Not only was I familiar with package managers, compiling downgrading, upgrading, and do on, but I also liked to tinker around with the components that make a server.
When NodeJS came out it challenged PHP in many ways, but maybe most importantly - in performance. When PHP is almost always running on Apache (a huge piece of well written OS software), NodeJS is incredibly light & fast.
PHP suffers from what every mature piece of software (or a compiler) suffers - decades of feature creep, making it one of the most complete out of the box web languages out there. The cost is obvious.

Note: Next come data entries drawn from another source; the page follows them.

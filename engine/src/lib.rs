//! Asset pipeline for the engine
//!
//! This crate provides the CPU side of asset handling: a weak-reference
//! cache shared by all asset types, OBJ model loading with per-material
//! index ranges, and bounding volume computation for loaded models.

pub mod assets;
pub mod config;
pub mod graphics;
pub mod utils;

// Re-export commonly used types
pub mod prelude {
    // Asset caching
    pub use crate::assets::{
        AssetCache, AssetLoader, AssetStore, ModelCache, ModelLoader, Shader, ShaderCache,
        Texture, TextureCache,
    };

    // Mesh and model data
    pub use crate::graphics::{
        BoundingVolume, IndexRange, Material, MaterialRange, Mesh, Model, ShapeData, Vertex,
    };

    // Config types
    pub use crate::config::AssetConfig;

    // Math types
    pub use glam::{Vec2, Vec3};
}

/// Initialize logging for the asset pipeline
pub fn init_logging() {
    use tracing_subscriber::{layer::SubscriberExt, util::SubscriberInitExt};

    tracing_subscriber::registry()
        .with(
            tracing_subscriber::EnvFilter::try_from_default_env()
                .unwrap_or_else(|_| "info".into()),
        )
        .with(tracing_subscriber::fmt::layer())
        .init();
}
//! Texture assets decoded to RGBA8 before GPU upload

use std::path::PathBuf;
use tracing::debug;

use super::cache::{AssetCache, AssetLoader};

/// Cache of textures keyed by their path relative to the asset root
pub type TextureCache = AssetCache<TextureLoader>;

/// Errors that can occur during texture loading
#[derive(Debug, thiserror::Error)]
pub enum TextureLoadError {
    #[error("IO error: {0}")]
    Io(#[from] std::io::Error),

    #[error("Image decoding error: {0}")]
    Image(#[from] image::ImageError),
}

/// Texture data in CPU-friendly format
#[derive(Clone, Debug, PartialEq)]
pub struct Texture {
    pub width: u32,
    pub height: u32,
    /// Tightly packed RGBA8 pixels, row by row
    pub pixels: Vec<u8>,
}

impl Texture {
    /// Wrap already decoded RGBA8 pixels
    ///
    /// Returns `None` if `pixels` does not hold exactly `width * height` texels.
    pub fn from_rgba8(width: u32, height: u32, pixels: Vec<u8>) -> Option<Self> {
        let expected = width as usize * height as usize * 4;
        (pixels.len() == expected).then_some(Self {
            width,
            height,
            pixels,
        })
    }

    /// A single-texel texture of the given color
    pub fn solid(color: [u8; 4]) -> Self {
        Self {
            width: 1,
            height: 1,
            pixels: color.to_vec(),
        }
    }
}

/// Loads textures from files beneath `root`
#[derive(Debug, Clone)]
pub struct TextureLoader {
    root: PathBuf,
}

impl TextureLoader {
    pub fn new(root: impl Into<PathBuf>) -> Self {
        Self { root: root.into() }
    }
}

impl AssetLoader for TextureLoader {
    type Asset = Texture;
    type Error = TextureLoadError;

    fn load(&self, key: &str) -> Result<Texture, TextureLoadError> {
        let path = self.root.join(key);
        let bytes = std::fs::read(&path)?;
        let rgba = image::load_from_memory(&bytes)?.to_rgba8();
        let (width, height) = rgba.dimensions();

        debug!(path = ?path, width, height, "Loaded texture");

        Ok(Texture {
            width,
            height,
            pixels: rgba.into_raw(),
        })
    }
}

#[cfg(test)]
mod tests {
    use super::*;

    #[test]
    fn test_from_rgba8_checks_size() {
        assert!(Texture::from_rgba8(2, 2, vec![0; 16]).is_some());
        assert!(Texture::from_rgba8(2, 2, vec![0; 15]).is_none());
    }

    #[test]
    fn test_load_png() {
        let dir = tempfile::tempdir().unwrap();
        std::fs::create_dir(dir.path().join("textures")).unwrap();
        let image = image::RgbaImage::from_pixel(3, 2, image::Rgba([10, 20, 30, 255]));
        image.save(dir.path().join("textures/tile.png")).unwrap();

        let texture = TextureLoader::new(dir.path())
            .load("textures/tile.png")
            .unwrap();
        assert_eq!((texture.width, texture.height), (3, 2));
        assert_eq!(&texture.pixels[..4], &[10, 20, 30, 255]);
        assert_eq!(texture.pixels.len(), 3 * 2 * 4);
    }

    #[test]
    fn test_missing_file_is_io_error() {
        let dir = tempfile::tempdir().unwrap();
        let result = TextureLoader::new(dir.path()).load("textures/nope.png");
        assert!(matches!(result, Err(TextureLoadError::Io(_))));
    }

    #[test]
    fn test_garbage_file_is_image_error() {
        let dir = tempfile::tempdir().unwrap();
        std::fs::write(dir.path().join("bad.png"), b"definitely not a png").unwrap();
        let result = TextureLoader::new(dir.path()).load("bad.png");
        assert!(matches!(result, Err(TextureLoadError::Image(_))));
    }

    #[test]
    fn test_texture_cache_shares_instances() {
        let dir = tempfile::tempdir().unwrap();
        image::RgbaImage::new(1, 1)
            .save(dir.path().join("white.png"))
            .unwrap();

        let cache = TextureCache::new(TextureLoader::new(dir.path()));
        let a = cache.cache("white.png").unwrap();
        let b = cache.cache("white.png").unwrap();
        assert!(std::rc::Rc::ptr_eq(&a, &b));
        assert!(cache.cache("black.png").is_none());
    }
}
//! Decoding of Pump.fun `create` transactions
//!
//! This module turns a raw transaction update into a [`CreationEvent`]:
//!
//! - [`AddressTable`]: the single index space every instruction refers to
//! - [`find_create_instructions`]: locates the program's `create` instructions
//! - [`decode_create`]: resolves the account roles of a `create` instruction
//! - [`extract_initial_deposit`]: recovers the creator's initial SOL deposit
//!
//! The decoder never fails hard. Anything it cannot resolve is left as `None`
//! and callers check [`CreationEvent::missing_for_pricing`] before moving funds.

mod address_table;
mod create;
mod deposit;
mod locator;

pub use address_table::*;
pub use create::*;
pub use deposit::*;
pub use locator::*;

use solana_sdk::{instruction::CompiledInstruction, pubkey::Pubkey, signature::Signature};

use crate::instructions::Create;

/// A transaction as delivered by the stream, reduced to what the decoder needs
#[derive(Debug, Clone, Default)]
pub struct TransactionUpdate {
    /// First signature of the transaction
    pub signature: Signature,
    /// Slot the transaction was observed in
    pub slot: u64,
    /// Statically listed account keys of the message
    pub account_keys: Vec<Pubkey>,
    /// Writable addresses loaded from lookup tables
    pub loaded_writable: Vec<Pubkey>,
    /// Read-only addresses loaded from lookup tables
    pub loaded_readonly: Vec<Pubkey>,
    /// Top-level instructions
    pub instructions: Vec<CompiledInstruction>,
    /// Inner (CPI) instructions grouped by originating top-level instruction
    pub inner_instructions: Vec<InnerInstructions>,
}

impl TransactionUpdate {
    /// Builds the address table of this transaction
    pub fn address_table(&self) -> AddressTable {
        AddressTable::from_parts(
            &self.account_keys,
            &self.loaded_writable,
            &self.loaded_readonly,
        )
    }
}

/// Inner instructions emitted while executing one top-level instruction
#[derive(Debug, Clone, Default, PartialEq)]
pub struct InnerInstructions {
    /// Index of the top-level instruction that triggered these
    pub index: u8,
    pub instructions: Vec<CompiledInstruction>,
}

/// Semantic account roles of a token creation
#[derive(Debug, Clone, Copy, PartialEq, Eq, Hash)]
pub enum Role {
    Mint,
    BondingCurve,
    AssociatedBondingCurve,
    Creator,
    CreatorVault,
    Global,
    EventAuthority,
    Program,
    FeeRecipient,
}

impl std::fmt::Display for Role {
    fn fmt(&self, f: &mut std::fmt::Formatter<'_>) -> std::fmt::Result {
        let name = match self {
            Self::Mint => "mint",
            Self::BondingCurve => "bonding_curve",
            Self::AssociatedBondingCurve => "associated_bonding_curve",
            Self::Creator => "creator",
            Self::CreatorVault => "creator_vault",
            Self::Global => "global",
            Self::EventAuthority => "event_authority",
            Self::Program => "program",
            Self::FeeRecipient => "fee_recipient",
        };
        f.write_str(name)
    }
}

/// Decoded token creation
///
/// Owned by the processing of one stream event and never mutated once built.
/// Unresolved roles are `None`.
#[derive(Debug, Clone, Default, PartialEq)]
pub struct CreationEvent {
    pub mint: Option<Pubkey>,
    pub bonding_curve: Option<Pubkey>,
    pub associated_bonding_curve: Option<Pubkey>,
    pub creator: Option<Pubkey>,
    pub creator_vault: Option<Pubkey>,
    pub global: Option<Pubkey>,
    pub event_authority: Option<Pubkey>,
    pub program: Option<Pubkey>,
    pub fee_recipient: Option<Pubkey>,
    /// Lamports the creator moved into the bonding curve, zero if none found
    pub initial_deposit_lamports: u64,
    /// Name, symbol and URI from the instruction payload, when it parses
    pub metadata: Option<Create>,
}

impl CreationEvent {
    /// Roles that must be resolved before the event can be priced
    pub fn missing_for_pricing(&self) -> Vec<Role> {
        [
            (Role::Mint, self.mint),
            (Role::BondingCurve, self.bonding_curve),
            (Role::AssociatedBondingCurve, self.associated_bonding_curve),
        ]
        .into_iter()
        .filter_map(|(role, key)| key.is_none().then_some(role))
        .collect()
    }

    /// Resolves every account a buy needs
    ///
    /// Returns the missing roles when any of mint, bonding curve, associated
    /// bonding curve, creator vault, global, event authority, program or fee
    /// recipient is unresolved.
    pub fn tradeable(&self) -> Result<TradeAccounts, Vec<Role>> {
        match (
            self.mint,
            self.bonding_curve,
            self.associated_bonding_curve,
            self.creator_vault,
            self.global,
            self.event_authority,
            self.program,
            self.fee_recipient,
        ) {
            (
                Some(mint),
                Some(bonding_curve),
                Some(associated_bonding_curve),
                Some(creator_vault),
                Some(global),
                Some(event_authority),
                Some(program),
                Some(fee_recipient),
            ) => Ok(TradeAccounts {
                mint,
                bonding_curve,
                associated_bonding_curve,
                creator_vault,
                global,
                event_authority,
                program,
                fee_recipient,
            }),
            _ => Err([
                (Role::Mint, self.mint),
                (Role::BondingCurve, self.bonding_curve),
                (Role::AssociatedBondingCurve, self.associated_bonding_curve),
                (Role::CreatorVault, self.creator_vault),
                (Role::Global, self.global),
                (Role::EventAuthority, self.event_authority),
                (Role::Program, self.program),
                (Role::FeeRecipient, self.fee_recipient),
            ]
            .into_iter()
            .filter_map(|(role, key)| key.is_none().then_some(role))
            .collect()),
        }
    }

    /// Returns a copy carrying the given initial deposit
    pub fn with_initial_deposit(self, lamports: u64) -> Self {
        Self {
            initial_deposit_lamports: lamports,
            ..self
        }
    }
}

/// Fully resolved accounts of a creation, ready to be traded against
#[derive(Debug, Clone, Copy, PartialEq, Eq)]
pub struct TradeAccounts {
    pub mint: Pubkey,
    pub bonding_curve: Pubkey,
    pub associated_bonding_curve: Pubkey,
    pub creator_vault: Pubkey,
    pub global: Pubkey,
    pub event_authority: Pubkey,
    pub program: Pubkey,
    pub fee_recipient: Pubkey,
}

In a performance comparison checking WordPress (on Apache) vs Ghost (on NginX), Ghost outperformed WordPress by nearly 7 times! If that doesn't make you think twice when choosing LAMP stack on a project with a heavy load, I don't know what will.
Luckily for PHP, it has one of the most (maybe the most) bandwidth demanding websites in the world - Facebook.

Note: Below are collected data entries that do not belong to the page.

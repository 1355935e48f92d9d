#![doc = include_str!("../RUSTDOC.md")]

pub mod common;
pub mod constants;
pub mod decoder;
pub mod error;
pub mod instructions;
pub mod pricing;
pub mod utils;

use std::{future::Future, sync::Arc};

use async_trait::async_trait;
use common::{
    price::PriceCache,
    types::{Cluster, TradeSettings},
};
use decoder::{AddressTable, CreationEvent, Role, TransactionUpdate};
use error::ClientError;
use solana_client::{nonblocking::rpc_client::RpcClient, rpc_config::RpcSendTransactionConfig};
use solana_sdk::{
    commitment_config::{CommitmentConfig, CommitmentLevel},
    hash::Hash,
    instruction::CompiledInstruction,
    signature::{Keypair, Signature},
    signer::Signer,
    transaction::Transaction,
};
use tokio::{sync::Mutex, time::timeout};
use tracing::{debug, info, warn};

/// Ledger operations a buy needs
///
/// Implemented for the nonblocking [`RpcClient`]; tests substitute their own.
#[async_trait]
pub trait Ledger: Send + Sync {
    /// Fetches a recent blockhash to sign with
    async fn latest_blockhash(&self) -> Result<Hash, ClientError>;

    /// Submits a signed transaction and returns its signature
    async fn send_transaction(&self, transaction: &Transaction) -> Result<Signature, ClientError>;
}

#[async_trait]
impl Ledger for RpcClient {
    async fn latest_blockhash(&self) -> Result<Hash, ClientError> {
        let (blockhash, _) = self
            .get_latest_blockhash_with_commitment(CommitmentConfig::processed())
            .await?;
        Ok(blockhash)
    }

    /// Submits without preflight simulation
    async fn send_transaction(&self, transaction: &Transaction) -> Result<Signature, ClientError> {
        let signature = self
            .send_transaction_with_config(
                transaction,
                RpcSendTransactionConfig {
                    skip_preflight: true,
                    preflight_commitment: Some(CommitmentLevel::Processed),
                    ..Default::default()
                },
            )
            .await?;
        Ok(signature)
    }
}

/// Serializes buy attempts
///
/// At most one attempt runs at a time across every clone of the guard. Later
/// attempts wait their turn in arrival order; none is dropped.
#[derive(Debug, Clone, Default)]
pub struct BuyGuard {
    lock: Arc<Mutex<()>>,
}

impl BuyGuard {
    pub fn new() -> Self {
        Self::default()
    }

    /// Runs `attempt` while holding the guard
    pub async fn run<F, T>(&self, attempt: F) -> T
    where
        F: Future<Output = T>,
    {
        let _held = self.lock.lock().await;
        attempt.await
    }
}

/// Why a `create` was not priced
#[derive(Debug, Clone, PartialEq)]
pub enum SkipReason {
    /// The instruction lists too few accounts to be a `create`
    MalformedCreate,
    /// Mint or bonding curve accounts could not be resolved
    MissingRoles(Vec<Role>),
    /// No initial deposit from the creator into the bonding curve
    NoDeposit,
    /// The SOL/USD price is not known yet
    PriceUnavailable,
}

/// Result of handling one `create` instruction
#[derive(Debug)]
pub enum ProcessOutcome {
    /// Valued below the market cap threshold
    BelowThreshold { market_cap_usd: f64 },
    /// Not priced
    Skipped(SkipReason),
    /// Buy submitted
    Submitted(Signature),
    /// Buy attempt aborted
    Failed(ClientError),
}

/// Sniper buying freshly created Pump.fun tokens
///
/// # Examples
///
/// ```no_run
/// use pumpfun_sniper::{
///     common::{
///         price::PriceCache,
///         types::{Cluster, TradeSettings},
///     },
///     Sniper,
/// };
/// use solana_sdk::{commitment_config::CommitmentConfig, signature::Keypair};
/// use std::sync::Arc;
///
/// let payer = Arc::new(Keypair::new());
/// let cluster = Cluster::new(
///     "http://localhost:8899",
///     "ws://localhost:8900",
///     CommitmentConfig::processed(),
/// );
/// let sniper = Sniper::new(payer, &cluster, TradeSettings::default(), PriceCache::new());
/// ```
pub struct Sniper {
    /// Keypair paying for and signing every buy
    pub payer: Arc<Keypair>,
    /// Source of blockhashes and sink of signed buys
    pub ledger: Arc<dyn Ledger>,
    pub settings: TradeSettings,
    /// SOL/USD price kept fresh by a background task
    pub prices: PriceCache,
    pub guard: BuyGuard,
}

impl Sniper {
    /// Creates a sniper submitting through the cluster's HTTP RPC endpoint
    pub fn new(
        payer: Arc<Keypair>,
        cluster: &Cluster,
        settings: TradeSettings,
        prices: PriceCache,
    ) -> Self {
        let rpc = Arc::new(RpcClient::new_with_commitment(
            cluster.rpc.http.clone(),
            cluster.commitment,
        ));
        Self::with_ledger(payer, rpc, settings, prices)
    }

    /// Creates a sniper on top of any ledger
    pub fn with_ledger(
        payer: Arc<Keypair>,
        ledger: Arc<dyn Ledger>,
        settings: TradeSettings,
        prices: PriceCache,
    ) -> Self {
        Self {
            payer,
            ledger,
            settings,
            prices,
            guard: BuyGuard::new(),
        }
    }

    /// Handles every `create` instruction of a transaction, in order
    ///
    /// Transactions without a `create` yield an empty list. Errors never
    /// escape: each instruction's failure is reported in its own outcome.
    pub async fn process_transaction(&self, update: &TransactionUpdate) -> Vec<ProcessOutcome> {
        let table = update.address_table();
        let creates = decoder::find_create_instructions(&table, &update.instructions);

        let mut outcomes = Vec::with_capacity(creates.len());
        for ix in creates {
            let outcome = self.process_create(update, &table, ix).await;
            outcomes.push(outcome);
        }
        outcomes
    }

    async fn process_create(
        &self,
        update: &TransactionUpdate,
        table: &AddressTable,
        ix: &CompiledInstruction,
    ) -> ProcessOutcome {
        let signature = update.signature;

        let Some(event) = decoder::decode_create(table, ix) else {
            debug!(%signature, accounts = ix.accounts.len(), "Skipping malformed create");
            return ProcessOutcome::Skipped(SkipReason::MalformedCreate);
        };

        let missing = event.missing_for_pricing();
        if !missing.is_empty() {
            let error = ClientError::IncompleteDecode(missing.clone());
            warn!(%signature, %error, "Skipping create");
            return ProcessOutcome::Skipped(SkipReason::MissingRoles(missing));
        }

        let deposit = decoder::extract_initial_deposit(
            table,
            &update.inner_instructions,
            event.creator.as_ref(),
            event.bonding_curve.as_ref(),
        );
        if deposit == 0 {
            debug!(%signature, "Skipping create without initial deposit");
            return ProcessOutcome::Skipped(SkipReason::NoDeposit);
        }
        let event = event.with_initial_deposit(deposit);

        let sol_usd = self.prices.get();
        if sol_usd.is_nan() || sol_usd <= 0.0 {
            warn!(%signature, "Skipping create, SOL price unavailable");
            return ProcessOutcome::Skipped(SkipReason::PriceUnavailable);
        }

        let result = self.settings.curve.valuation(deposit, sol_usd);
        let mint = event.mint.unwrap_or_default();
        let symbol = event.metadata.as_ref().map(|m| m.symbol.as_str()).unwrap_or("?");
        if !self.settings.threshold.should_buy(&result, sol_usd) {
            debug!(%mint, symbol, market_cap_usd = result.market_cap_usd, "Below threshold");
            return ProcessOutcome::BelowThreshold {
                market_cap_usd: result.market_cap_usd,
            };
        }

        info!(
            %mint,
            symbol,
            deposit_lamports = deposit,
            market_cap_usd = result.market_cap_usd,
            "Target acquired"
        );

        match self.guard.run(self.attempt_buy(&event, table)).await {
            Ok(signature) => ProcessOutcome::Submitted(signature),
            Err(err) => {
                warn!(%mint, error = %err, "Buy aborted");
                ProcessOutcome::Failed(err)
            }
        }
    }

    /// Assembles, signs and submits one buy
    ///
    /// Must run under the guard.
    async fn attempt_buy(
        &self,
        event: &CreationEvent,
        table: &AddressTable,
    ) -> Result<Signature, ClientError> {
        let policy = self.settings.submit;
        let plan = utils::transaction::build_buy_plan(
            event,
            table,
            &self.payer.pubkey(),
            &self.settings,
        )?;

        let blockhash = timeout(policy.timeout, self.ledger.latest_blockhash())
            .await
            .map_err(|_| ClientError::Timeout("latest blockhash"))??;
        let transaction = plan.sign(blockhash, &self.payer)?;

        info!(
            mint = %event.mint.unwrap_or_default(),
            token_amount = plan.token_amount_out,
            max_sol_cost = plan.max_sol_cost,
            "Buy attempted"
        );

        let mut last_error = ClientError::OtherError("no submission attempted".to_string());
        for attempt in 1..=policy.max_attempts.max(1) {
            match timeout(policy.timeout, self.ledger.send_transaction(&transaction)).await {
                Ok(Ok(signature)) => {
                    info!(%signature, attempt, "Buy submitted");
                    return Ok(signature);
                }
                Ok(Err(err)) => last_error = err,
                Err(_) => last_error = ClientError::Timeout("send transaction"),
            }
            debug!(attempt, error = %last_error, "Submission failed");
        }
        Err(last_error)
    }

    /// Processes the stream until it ends
    ///
    /// Transactions are handled one at a time in delivery order.
    ///
    /// # Errors
    ///
    /// Returns the transport error that ended the stream, or `StreamClosed`.
    #[cfg(feature = "stream")]
    pub async fn run(
        &self,
        mut subscription: common::stream::Subscription,
    ) -> Result<(), ClientError> {
        while let Some(update) = subscription.next().await {
            let update = update?;
            self.process_transaction(&update).await;
        }
        Err(ClientError::StreamClosed)
    }
}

With its team of PHP geniuses, Facebook has been developing some major improvements to the language, and to the compiler bundled up and named HipHop Virtual Machine (use to be HipHop for PHP).

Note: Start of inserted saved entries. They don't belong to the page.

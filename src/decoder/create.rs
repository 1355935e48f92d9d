//! Account role inference for `create` instructions
//!
//! The `create` instruction's account layout is only partially known, so roles
//! are resolved in two stages:
//!
//! 1. [`classify`] and [`infer_roles`] work over the whole address table:
//!    known infrastructure accounts are recognised by address, the mint is the
//!    unknown account whose base-58 form ends in `pump`, and the bonding curve
//!    accounts are the next unknowns in table order.
//! 2. [`resolve_positional`] fills whatever [`PartialCreation::missing`]
//!    reports from fixed positions of the instruction's own account list.

use solana_sdk::{instruction::CompiledInstruction, pubkey::Pubkey};

use super::{AddressTable, CreationEvent, Role};
use crate::{
    constants::{accounts, curve::MINT_SUFFIX, trade::MIN_CREATE_ACCOUNTS},
    instructions::Create,
};

/// Table position tentatively holding the creator vault
pub const CREATOR_VAULT_TABLE_INDEX: usize = 7;
/// Instruction account position of the mint
pub const MINT_ACCOUNT_INDEX: usize = 0;
/// Instruction account position of the bonding curve
pub const BONDING_CURVE_ACCOUNT_INDEX: usize = 2;
/// Instruction account position of the bonding curve's token account
pub const ASSOCIATED_BONDING_CURVE_ACCOUNT_INDEX: usize = 3;

/// What an address in a `create` transaction is known to be
#[derive(Debug, Clone, Copy, PartialEq, Eq)]
pub enum AccountKind {
    Global,
    EventAuthority,
    SystemProgram,
    TokenProgram,
    MetadataProgram,
    AssociatedTokenProgram,
    ComputeBudget,
    Rent,
    PumpProgram,
    Unknown,
}

/// Classifies a single address against the known infrastructure accounts
pub fn classify_account(key: &Pubkey) -> AccountKind {
    match *key {
        accounts::GLOBAL => AccountKind::Global,
        accounts::EVENT_AUTHORITY => AccountKind::EventAuthority,
        accounts::SYSTEM_PROGRAM => AccountKind::SystemProgram,
        accounts::TOKEN_PROGRAM => AccountKind::TokenProgram,
        accounts::PUMPFUN => AccountKind::PumpProgram,
        accounts::MPL_TOKEN_METADATA => AccountKind::MetadataProgram,
        accounts::ASSOCIATED_TOKEN_PROGRAM => AccountKind::AssociatedTokenProgram,
        accounts::COMPUTE_BUDGET => AccountKind::ComputeBudget,
        accounts::RENT => AccountKind::Rent,
        _ => AccountKind::Unknown,
    }
}

/// Result of the classification pass over the address table
#[derive(Debug, Clone, Default, PartialEq)]
pub struct AccountClassification {
    /// First address of the table, the fee payer
    pub creator: Option<Pubkey>,
    pub global: Option<Pubkey>,
    pub event_authority: Option<Pubkey>,
    pub program: Option<Pubkey>,
    /// Addresses matching no known account, in table order
    pub unknown: Vec<Pubkey>,
}

/// Classifies every address of the table
pub fn classify(table: &AddressTable) -> AccountClassification {
    let mut classification = AccountClassification {
        creator: table.get(0).copied(),
        ..Default::default()
    };

    for key in table.iter() {
        match classify_account(key) {
            AccountKind::Global => classification.global = Some(*key),
            AccountKind::EventAuthority => classification.event_authority = Some(*key),
            AccountKind::PumpProgram => classification.program = Some(*key),
            AccountKind::Unknown => classification.unknown.push(*key),
            _ => {}
        }
    }

    classification
}

/// Whether `key` looks like a Pump.fun mint
pub fn is_pump_mint(key: &Pubkey) -> bool {
    key.to_string().ends_with(MINT_SUFFIX)
}

/// Roles resolved by the classification stage
#[derive(Debug, Clone, Default, PartialEq)]
pub struct PartialCreation {
    pub mint: Option<Pubkey>,
    pub bonding_curve: Option<Pubkey>,
    pub associated_bonding_curve: Option<Pubkey>,
    pub creator: Option<Pubkey>,
    pub creator_vault: Option<Pubkey>,
    pub global: Option<Pubkey>,
    pub event_authority: Option<Pubkey>,
    pub program: Option<Pubkey>,
}

impl PartialCreation {
    /// Pricing-critical roles the positional fallback still has to resolve
    pub fn missing(&self) -> Vec<Role> {
        let mut missing = Vec::new();
        if self.mint.is_none() {
            missing.push(Role::Mint);
        }
        if self.bonding_curve.is_none() {
            missing.push(Role::BondingCurve);
        }
        if self.associated_bonding_curve.is_none() {
            missing.push(Role::AssociatedBondingCurve);
        }
        missing
    }
}

/// Assigns roles from the classified unknown addresses
///
/// The bonding curve accounts are only inferred once a mint was found and at
/// least three unknowns remain after removing the mint and the creator.
pub fn infer_roles(table: &AddressTable, classification: AccountClassification) -> PartialCreation {
    let AccountClassification {
        creator,
        global,
        event_authority,
        program,
        unknown,
    } = classification;

    let mut partial = PartialCreation {
        creator,
        global,
        event_authority,
        program,
        mint: unknown.iter().find(|key| is_pump_mint(key)).copied(),
        ..Default::default()
    };

    if let Some(mint) = partial.mint {
        let remaining: Vec<Pubkey> = unknown
            .into_iter()
            .filter(|key| *key != mint && Some(*key) != creator)
            .collect();

        if remaining.len() >= 3 {
            partial.bonding_curve = Some(remaining[0]);
            partial.associated_bonding_curve = Some(remaining[1]);
            partial.creator_vault = table.get(CREATOR_VAULT_TABLE_INDEX).copied();
        }
    }

    partial
}

/// Completes a partial result from the instruction's own account list
pub fn resolve_positional(
    partial: PartialCreation,
    table: &AddressTable,
    account_indices: &[u8],
) -> CreationEvent {
    let at = |position: usize| {
        account_indices
            .get(position)
            .and_then(|index| table.resolve(*index))
    };

    CreationEvent {
        mint: partial.mint.or_else(|| at(MINT_ACCOUNT_INDEX)),
        bonding_curve: partial
            .bonding_curve
            .or_else(|| at(BONDING_CURVE_ACCOUNT_INDEX)),
        associated_bonding_curve: partial
            .associated_bonding_curve
            .or_else(|| at(ASSOCIATED_BONDING_CURVE_ACCOUNT_INDEX)),
        creator: partial.creator,
        creator_vault: partial.creator_vault,
        global: partial.global,
        event_authority: partial.event_authority,
        program: partial.program,
        fee_recipient: Some(accounts::FEE_RECIPIENT),
        initial_deposit_lamports: 0,
        metadata: None,
    }
}

/// Decodes the account roles of a `create` instruction
///
/// Returns `None` when the instruction lists fewer accounts than a `create`
/// always has. The initial deposit is left at zero; see
/// [`super::extract_initial_deposit`].
pub fn decode_create(table: &AddressTable, ix: &CompiledInstruction) -> Option<CreationEvent> {
    if ix.accounts.len() < MIN_CREATE_ACCOUNTS {
        return None;
    }

    let partial = infer_roles(table, classify(table));
    let event = resolve_positional(partial, table, &ix.accounts);

    Some(CreationEvent {
        metadata: Create::from_instruction_data(&ix.data),
        ..event
    })
}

HHVM provides a JIT (Just In Time, which basically means that compilation is done during the execution) to speed up PHP programs.
Continuing the steps that Facebook is taking to make sure PHP stays strong and relevant, Sara Golemon (a genius engineer at Facebook) did a pretty huge step for the PHP world as a whole: she provided a much needed specification to the language.
The performance of HHVM has been reviewed in a few articles, and it seems to have pushed the core developers of PHP, as the last versions have been showing major performance & memory usage improvements, shown in these articles:
- Proof that PHP 5.4 is Twice as Fast as PHP 5.3
- PHP Roadmap & Performance
- PHP 5.3 vs 5.4 vs 5.5: Speed and memory usage
Back in 2010 it really seemed that Ruby on Rails is going to take over as the most popular Web Development language, with it, new technologies (Django, NodeJS, etc.) were becoming more and more relevant, making PHP look a bit outdated with its age old issues and lack of standardization.
These recent changes (in the past year or so) are starting to prove that not only is PHP here to stay, it’s making a lot of catch up with newer technologies, which is great news for PHP developers.